La ville de Tanguiéta ayant pris la mesure de l’assainissement, appuie le groupement qui investit ses propres ressources pour pouvoir maintenir le cap, depuis l’arrivée à terme du projet Appui multisectoriel pour la sécurité nutritionnelle et alimentaire dans l’Atacora (Amsana). Ce groupement travaille à rendre pérennes les activités. Mais sans financement, il travaille sur son plan d’affaires dans le but de couvrir les charges à la longue. L’appui des partenaires en matériel, surtout les tricycles de grande capacité pour pouvoir tenir face à la sollicitation des services, est souhaité. L’autre casse-tête est lié aux différents sites de transfert des déchets qui sont soit le domaine de la mairie à valoriser, soit des rues qui doivent être aménagées.
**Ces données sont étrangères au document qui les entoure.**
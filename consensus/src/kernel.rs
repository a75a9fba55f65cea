//! Header Hash Kernel Seam
//!
//! The production proof-of-work kernel is a native library maintained
//! outside this repository. The pool only ever needs `H(bytes) -> 32
//! bytes`, so the kernel is a trait object injected where submissions
//! are validated; tests substitute a scripted kernel.

use sha2::{Digest, Sha256};

/// An opaque header-hash function
pub trait HeaderHasher: Send + Sync {
    /// Hash a serialized mineable header
    fn hash_header(&self, header_bytes: &[u8]) -> [u8; 32];
}

/// Double-SHA-256 reference kernel
#[derive(Debug, Default, Clone, Copy)]
pub struct DoubleSha256Kernel;

impl HeaderHasher for DoubleSha256Kernel {
    fn hash_header(&self, header_bytes: &[u8]) -> [u8; 32] {
        let first = Sha256::digest(header_bytes);
        let second = Sha256::digest(first);
        let mut out = [0u8; 32];
        out.copy_from_slice(&second);
        out
    }
}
L’Acha a, à ce titre, un contrat de délégation avec la mairie et sur cette base elle doit évaluer ses prestations. « La mairie nous appuie à travers une subvention annuelle qui n’est pas à la hauteur de ce que nous attendons, mais qui, je pense, pourrait être améliorée dans le temps », espère Parfait N’Sera. « La communauté a compris elle-même que l’assainissement s’impose à elle. Elle veut vivre dans un cadre décent pour réduire les risques de maladies. C’est pourquoi nous demandons à la mairie d’apporter une subvention assez conséquente. Au niveau central, je pense que l’État a compris et si on prend le cas de Cotonou, l’État est en train de mettre de grands moyens pour véritablement lutter contre l’insalubrité et la pollution environnementale. C’est dans ce même schéma que nous nous inscrivons et demandons à l’État de nous appuyer pour que la ville vitrine du tourisme au Bénin soit bien assainie », plaide Parfait N’Sera. « C’est vraiment important que la ville touristique présente une propreté exceptionnelle, pour que les touristes puissent être attirés par notre potentiel et aussi par la propreté dans laquelle ils doivent vivre. Ils ne seront pas contents de vivre dans un cadre insalubre de peur de contracter des maladies… », lance-t-il. Il y a lieu de multiplier le nombre de poubelles installées au niveau des artères et carrefours de la commune pour plus d’efficacité dans la lutte anti-pollution à Tanguiéta.